"In 2024, it cost $N to run a Mastodon instance with ~1000 active users for a year. By the end of 2025, that figure had dropped to $0.5N, due to the launch of X, Y, Z."
What are X, Y, and Z?
In terms of cost, consider systems administration and moderation as paid work, even if the admin is not paying themselves for either of these things.
@mekkaokereke current estimates of yearly cost per account is $0.30 to $0.80 based on infrastructure, storage, etc. From what I've seen.
I'm pretty sure @esk or @dma worked out the numbers for Hachyderm too.
@thisismissem @mekkaokereke @dma yup, we could calc the raw infra costs, will do latest tonight, but your range sounds about right.
i'm not aware of anything that would have magically dropped the infra costs (the x, y, nor z). maybe the libvips support reduced cpu somewhat.
mekka has a super key point - the people costs are all $0 in that figure, though, bc it's volunteer. personally, i'm happy to do it as a way of giving back, but reality is, mastodon is hard to make viable if you actually pay people.

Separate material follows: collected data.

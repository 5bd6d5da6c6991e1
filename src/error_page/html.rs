/// Escapes text for insertion into HTML content or a quoted attribute.
pub fn escape_html(s: &str) -> String {
    let mut result = String::with_capacity(s.len());
    for ch in s.chars() {
        match ch {
            '&' => result.push_str("&amp;"),
            '<' => result.push_str("&lt;"),
            '>' => result.push_str("&gt;"),
            '"' => result.push_str("&quot;"),
            '\'' => result.push_str("&#x27;"),
            _ => result.push(ch),
        }
    }
    result
}

/// Minimal streaming HTML writer. Elements are closed in reverse opening
/// order; attributes may only follow `open` directly.
#[derive(Default)]
pub struct HtmlBuilder {
    out: String,
    open_tags: Vec<&'static str>,
    start_tag_pending: bool,
}

impl HtmlBuilder {
    pub fn new() -> Self {
        Self::default()
    }

    pub fn open(&mut self, tag: &'static str) -> &mut Self {
        self.finish_start_tag();
        self.out.push('<');
        self.out.push_str(tag);
        self.open_tags.push(tag);
        self.start_tag_pending = true;
        self
    }

    /// Starts a void element such as `meta`; it takes attributes but is never
    /// closed.
    pub fn void(&mut self, tag: &'static str) -> &mut Self {
        self.finish_start_tag();
        self.out.push('<');
        self.out.push_str(tag);
        self.start_tag_pending = true;
        self
    }

    pub fn attribute(&mut self, name: &str, value: &str) -> &mut Self {
        debug_assert!(self.start_tag_pending, "attribute outside of a start tag");
        if self.start_tag_pending {
            self.out.push(' ');
            self.out.push_str(name);
            self.out.push_str("=\"");
            self.out.push_str(&escape_html(value));
            self.out.push('"');
        }
        self
    }

    /// Raw markup, inserted as-is.
    pub fn text(&mut self, raw: &str) -> &mut Self {
        self.finish_start_tag();
        self.out.push_str(raw);
        self
    }

    pub fn escaped_text(&mut self, text: &str) -> &mut Self {
        self.finish_start_tag();
        self.out.push_str(&escape_html(text));
        self
    }

    pub fn close(&mut self) -> &mut Self {
        self.finish_start_tag();
        if let Some(tag) = self.open_tags.pop() {
            self.out.push_str("</");
            self.out.push_str(tag);
            self.out.push('>');
        }
        self
    }

    /// Closes anything still open and returns the document.
    pub fn finish(mut self) -> String {
        while !self.open_tags.is_empty() {
            self.close();
        }
        self.finish_start_tag();
        self.out
    }

    fn finish_start_tag(&mut self) {
        if self.start_tag_pending {
            self.out.push('>');
            self.start_tag_pending = false;
        }
    }
}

@thisismissem @mekkaokereke @dma so stats, based on dec 2024 exit run rate (rounded for simplicity):
#hachyderm costs about $1600/mo to run. this is up somewhat, as we've started to add some infra as part of our resilience plan announced in nov.
we currently have about:
- 55000 users
- 9700 MAU
- 3.7M toots
yielding:
- $.03/user/mo
- $.16/active user/mo
- $.0004/toot
from a raw compute & storage perspective.

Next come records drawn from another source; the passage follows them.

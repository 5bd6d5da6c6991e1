use std::cell::RefCell;
use std::rc::Rc;

use jsembed_kernel_rs::script::{to_js_value, BridgeError, GuestKind, GuestValue, ScriptValue};
use serde_json::{json, Value};

/// A guest heap with shared, mutable containers, so object graphs can form
/// cycles the way they do inside a real runtime.
#[derive(Clone)]
enum Node {
    Object(Rc<RefCell<Vec<(String, Node)>>>),
    Array(Rc<RefCell<Vec<Node>>>),
    Function,
    Text(String),
    Number(f64),
    Flag(bool),
    Null,
    Undefined,
}

impl Node {
    fn object(entries: Vec<(&str, Node)>) -> Node {
        Node::Object(Rc::new(RefCell::new(
            entries
                .into_iter()
                .map(|(key, value)| (key.to_string(), value))
                .collect(),
        )))
    }

    fn set(&self, key: &str, value: Node) {
        if let Node::Object(entries) = self {
            entries.borrow_mut().push((key.to_string(), value));
        }
    }
}

impl GuestValue for Node {
    fn kind(&self) -> GuestKind {
        match self {
            Node::Object(_) => GuestKind::Object,
            Node::Array(_) => GuestKind::Array,
            Node::Function => GuestKind::Function,
            Node::Text(_) => GuestKind::String,
            Node::Number(_) => GuestKind::Number,
            Node::Flag(_) => GuestKind::Boolean,
            Node::Null => GuestKind::Null,
            Node::Undefined => GuestKind::Undefined,
        }
    }

    fn keys(&self) -> Vec<String> {
        match self {
            Node::Object(entries) => entries.borrow().iter().map(|(k, _)| k.clone()).collect(),
            _ => Vec::new(),
        }
    }

    fn member(&self, key: &str) -> Option<Self> {
        match self {
            Node::Object(entries) => entries
                .borrow()
                .iter()
                .find(|(k, _)| k == key)
                .map(|(_, v)| v.clone()),
            _ => None,
        }
    }

    fn elements(&self) -> Vec<Self> {
        match self {
            Node::Array(items) => items.borrow().clone(),
            _ => Vec::new(),
        }
    }

    fn as_string(&self) -> Option<String> {
        match self {
            Node::Text(s) => Some(s.clone()),
            _ => None,
        }
    }

    fn as_number(&self) -> Option<f64> {
        match self {
            Node::Number(n) => Some(*n),
            _ => None,
        }
    }

    fn as_boolean(&self) -> Option<bool> {
        match self {
            Node::Flag(b) => Some(*b),
            _ => None,
        }
    }

    fn identity(&self) -> Option<usize> {
        match self {
            Node::Object(entries) => Some(Rc::as_ptr(entries) as *const () as usize),
            Node::Array(items) => Some(Rc::as_ptr(items) as *const () as usize),
            _ => None,
        }
    }
}

#[test]
fn factory_picks_variant_from_the_guest_type() {
    assert!(ScriptValue::new(Node::object(vec![])).is_object());
    assert!(ScriptValue::new(Node::Array(Rc::new(RefCell::new(vec![])))).is_array());
    assert!(ScriptValue::new(Node::Function).is_function());
    assert_eq!(ScriptValue::new(Node::Text("s".into())).as_str(), Some("s"));
    assert_eq!(ScriptValue::new(Node::Number(2.0)).as_f64(), Some(2.0));
    assert_eq!(ScriptValue::new(Node::Flag(true)).as_bool(), Some(true));
    assert!(ScriptValue::new(Node::Null).is_nullish());
    assert_eq!(ScriptValue::new(Node::Undefined).kind(), GuestKind::Undefined);
}

#[test]
fn nested_members_are_wrapped_by_the_same_factory() {
    let root = Node::object(vec![
        ("config", Node::object(vec![("port", Node::Number(8080.0))])),
        ("handler", Node::Function),
    ]);
    let value = ScriptValue::new(root);
    let config = value.get_member("config").unwrap();
    assert!(config.is_object());
    assert_eq!(config.get_member("port").unwrap().as_f64(), Some(8080.0));
    assert!(value.get_member("handler").unwrap().is_function());
    assert!(matches!(value.get_member("absent").unwrap(), ScriptValue::Undefined));
}

#[test]
fn get_map_converts_recursively_and_is_idempotent() {
    let root = Node::object(vec![
        ("name", Node::Text("svc".into())),
        (
            "ports",
            Node::Array(Rc::new(RefCell::new(vec![
                Node::Number(80.0),
                Node::Number(443.0),
            ]))),
        ),
        ("tls", Node::object(vec![("enabled", Node::Flag(false))])),
        ("onError", Node::Function),
        ("missing", Node::Undefined),
    ]);
    let value = ScriptValue::new(root);
    let first = value.get_map().unwrap();
    let second = value.get_map().unwrap();
    assert_eq!(first, second);
    assert_eq!(
        Value::Object(first),
        json!({
            "name": "svc",
            "ports": [80, 443],
            "tls": { "enabled": false },
            "onError": null,
            "missing": null
        })
    );
}

#[test]
fn back_references_convert_to_null() {
    let root = Node::object(vec![("name", Node::Text("root".into()))]);
    let child = Node::object(vec![("parent", root.clone())]);
    root.set("child", child);
    root.set("me", root.clone());

    let map = ScriptValue::new(root).get_map().unwrap();
    assert_eq!(
        Value::Object(map),
        json!({ "name": "root", "child": { "parent": null }, "me": null })
    );
}

#[test]
fn shared_values_that_are_not_cycles_convert_everywhere() {
    let shared = Node::object(vec![("v", Node::Number(1.0))]);
    let root = Node::object(vec![("left", shared.clone()), ("right", shared)]);
    let json = ScriptValue::new(root).to_json().unwrap();
    assert_eq!(json, json!({ "left": { "v": 1 }, "right": { "v": 1 } }));
}

#[test]
fn deep_graphs_hit_the_depth_cap() {
    let mut node = Node::Number(0.0);
    for _ in 0..5 {
        node = Node::object(vec![("next", node)]);
    }
    let value = ScriptValue::new(node);
    assert_eq!(
        value.get_map_with_depth(3).unwrap_err(),
        BridgeError::DepthExceeded { limit: 3 }
    );
    assert!(value.get_map_with_depth(10).is_ok());
}

#[test]
fn non_objects_reject_object_operations() {
    let value = ScriptValue::new(Node::Text("plain".into()));
    assert_eq!(
        value.get_keys().unwrap_err(),
        BridgeError::TypeMismatch {
            expected: GuestKind::Object,
            actual: GuestKind::String,
        }
    );
    assert!(value.get_map().is_err());
    assert!(value.get_elements().is_err());
    assert!(!value.has_member("length"));
}

#[test]
fn host_mappings_round_trip_through_the_runtime_representation() {
    let host = json!({
        "id": 7,
        "ratio": 0.25,
        "label": "widget",
        "tags": ["a", "b"],
        "owner": { "name": "ops", "active": true },
        "note": null
    });
    let guest = to_js_value(&host);
    let value = ScriptValue::new(&guest);
    let keys: Vec<String> = value.get_keys().unwrap().into_iter().collect();
    assert_eq!(keys, ["id", "label", "note", "owner", "ratio", "tags"]);
    assert_eq!(Value::Object(value.get_map().unwrap()), host);
}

again, this is based on 100% volunteer work. today, our mods and infra folk graciously donate their time to keep this thing going.

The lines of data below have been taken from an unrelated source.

use std::sync::atomic::{AtomicU64, Ordering};
use std::sync::Arc;

use jsembed_kernel_rs::registry::{DuplicateBindingError, Registry, UnboundTypeError};

trait Clock: Send + Sync {
    fn now_millis(&self) -> u64;
}

trait Logger: Send + Sync {
    fn line(&self, message: &str) -> String;
}

struct FixedClock(u64);

impl Clock for FixedClock {
    fn now_millis(&self) -> u64 {
        self.0
    }
}

struct TickingClock(AtomicU64);

impl Clock for TickingClock {
    fn now_millis(&self) -> u64 {
        self.0.fetch_add(1, Ordering::SeqCst)
    }
}

fn clock_only() -> Registry {
    Registry::builder()
        .bind_instance::<dyn Clock>(Arc::new(FixedClock(1_700_000_000_000)))
        .build()
        .unwrap()
}

#[test]
fn unbound_type_fails_naming_the_type() {
    let registry = clock_only();
    let err = registry.get_instance::<dyn Logger>().err().unwrap();
    let unbound = err.downcast_ref::<UnboundTypeError>().unwrap();
    assert!(unbound.type_name.contains("Logger"));
    assert!(err.to_string().contains("Logger"));
    assert!(registry.get_provider::<dyn Logger>().is_err());
}

#[test]
fn optional_lookup_of_unbound_type_is_absent() {
    let registry = clock_only();
    assert!(registry.get_instance_or_none::<dyn Logger>().is_none());
    let clock = registry.get_instance_or_none::<dyn Clock>().unwrap();
    assert_eq!(clock.now_millis(), 1_700_000_000_000);
}

#[test]
fn singleton_bindings_share_one_instance() {
    let shared: Arc<dyn Clock> = Arc::new(TickingClock(AtomicU64::new(0)));
    let registry = Registry::builder()
        .bind_instance::<dyn Clock>(shared)
        .build()
        .unwrap();
    let a = registry.get_instance::<dyn Clock>().unwrap();
    let b = registry.get_instance::<dyn Clock>().unwrap();
    assert!(Arc::ptr_eq(&a, &b));
    assert_eq!(a.now_millis(), 0);
    assert_eq!(b.now_millis(), 1);
}

#[test]
fn providers_defer_construction() {
    let registry = Registry::builder()
        .bind::<dyn Clock, _>(|| Arc::new(TickingClock(AtomicU64::new(10))) as Arc<dyn Clock>)
        .build()
        .unwrap();
    let provider = registry.get_provider::<dyn Clock>().unwrap();
    let first = provider();
    let second = provider();
    assert!(!Arc::ptr_eq(&first, &second));
    assert_eq!(first.now_millis(), 10);
    assert_eq!(second.now_millis(), 10);
}

#[test]
fn clones_share_bindings_across_threads() {
    let registry = clock_only();
    let handles: Vec<_> = (0..4)
        .map(|_| {
            let registry = registry.clone();
            std::thread::spawn(move || registry.get_instance::<dyn Clock>().unwrap().now_millis())
        })
        .collect();
    for handle in handles {
        assert_eq!(handle.join().unwrap(), 1_700_000_000_000);
    }
}

#[test]
fn duplicate_bindings_are_rejected_at_build_time() {
    let err = Registry::builder()
        .bind_instance::<dyn Clock>(Arc::new(FixedClock(1)))
        .bind_instance::<dyn Clock>(Arc::new(FixedClock(2)))
        .build()
        .unwrap_err();
    assert!(err.downcast_ref::<DuplicateBindingError>().is_some());
}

hypothetically, if we paid them, say, $120k USD/yr (chose this to make the math cleaner), that would add $10k/person/mo to the cost.
if we go with a staff of eight (mix of mod & infra), that adds $80k/mo to the run rate, for a total of $81,600/mo, yielding:
- $1.48/user/mo
- $8.41/active user/mo
- the toot figure is silly, so i'm not calculating it again
orders of magnitude of difference.
we could argue about the staff size - i went with roughly what we have today and assumed we made everyone full time so they could hachy for 32/hr/wk vs. calculating the number of hours we actually work. e.g. maybe we could it out at ~$4.50/user/mo, but still a multiple orders of magnitude bump from the raw infra cost.
@esk @mekkaokereke @dma we're definitely not all working 32/hr/wk on hachyderm.. but that number rises and falls as we work on things, it's not continuous
@thisismissem @mekkaokereke @dma yup - since this was esk's hypothetical dream staffing model where we can do many great things for the hachyderm, i modeled it after what i'd consider a minimally viable team running a globally available production service. imo, that's eight people so there's sufficient degrees of freedom to take on 1-3 epics, have a reasonable oncall rotation, and provide plenty of space for holidays, contribute to upstream mastodon/other projects, etc.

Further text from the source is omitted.